- Problem to solve
Take the entries that follow and return exactly the lines from the one holding "when interrupts are" through the one holding "that never expires", both included. Nothing else is needed.

· · · · ·

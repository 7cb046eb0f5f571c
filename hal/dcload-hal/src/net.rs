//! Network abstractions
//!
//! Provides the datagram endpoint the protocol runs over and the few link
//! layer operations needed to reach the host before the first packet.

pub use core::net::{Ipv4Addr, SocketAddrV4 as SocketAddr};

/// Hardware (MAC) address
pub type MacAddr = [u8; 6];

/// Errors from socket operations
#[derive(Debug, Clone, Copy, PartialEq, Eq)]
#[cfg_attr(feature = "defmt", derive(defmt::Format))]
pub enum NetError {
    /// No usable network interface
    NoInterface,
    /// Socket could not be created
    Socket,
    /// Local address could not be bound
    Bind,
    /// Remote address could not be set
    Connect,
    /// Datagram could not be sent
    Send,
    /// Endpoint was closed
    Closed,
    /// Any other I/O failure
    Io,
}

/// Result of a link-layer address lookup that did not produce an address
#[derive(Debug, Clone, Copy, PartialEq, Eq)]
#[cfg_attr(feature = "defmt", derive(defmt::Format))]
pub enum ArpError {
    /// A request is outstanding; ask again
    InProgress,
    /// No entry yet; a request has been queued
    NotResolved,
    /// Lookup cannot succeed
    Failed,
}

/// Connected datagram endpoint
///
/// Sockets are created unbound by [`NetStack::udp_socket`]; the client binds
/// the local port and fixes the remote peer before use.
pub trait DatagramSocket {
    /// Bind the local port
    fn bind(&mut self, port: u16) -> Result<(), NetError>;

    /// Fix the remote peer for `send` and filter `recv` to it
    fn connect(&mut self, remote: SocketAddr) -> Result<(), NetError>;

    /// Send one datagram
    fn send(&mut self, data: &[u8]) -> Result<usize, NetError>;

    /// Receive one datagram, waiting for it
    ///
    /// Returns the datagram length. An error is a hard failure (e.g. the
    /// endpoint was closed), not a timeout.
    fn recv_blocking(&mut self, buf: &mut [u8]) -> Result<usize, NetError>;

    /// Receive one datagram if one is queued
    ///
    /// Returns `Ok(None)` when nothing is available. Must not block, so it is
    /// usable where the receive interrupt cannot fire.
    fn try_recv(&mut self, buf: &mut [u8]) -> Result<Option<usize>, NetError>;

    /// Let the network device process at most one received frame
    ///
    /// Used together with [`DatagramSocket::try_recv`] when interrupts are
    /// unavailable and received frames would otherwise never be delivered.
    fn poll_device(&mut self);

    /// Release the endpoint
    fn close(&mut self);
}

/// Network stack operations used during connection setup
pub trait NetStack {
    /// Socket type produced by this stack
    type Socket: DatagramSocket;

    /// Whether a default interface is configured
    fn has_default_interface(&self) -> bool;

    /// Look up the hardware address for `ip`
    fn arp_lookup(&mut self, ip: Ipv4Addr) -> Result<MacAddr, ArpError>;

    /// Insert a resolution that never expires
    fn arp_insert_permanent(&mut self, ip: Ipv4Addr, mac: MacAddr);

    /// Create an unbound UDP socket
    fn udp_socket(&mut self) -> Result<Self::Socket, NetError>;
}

· · · · ·

- Your solution
    /// Used together with [`DatagramSocket::try_recv`] when interrupts are
    /// unavailable and received frames would otherwise never be delivered.
    fn poll_device(&mut self);

    /// Release the endpoint
    fn close(&mut self);
}

/// Network stack operations used during connection setup
pub trait NetStack {
    /// Socket type produced by this stack
    type Socket: DatagramSocket;

    /// Whether a default interface is configured
    fn has_default_interface(&self) -> bool;

    /// Look up the hardware address for `ip`
    fn arp_lookup(&mut self, ip: Ipv4Addr) -> Result<MacAddr, ArpError>;

    /// Insert a resolution that never expires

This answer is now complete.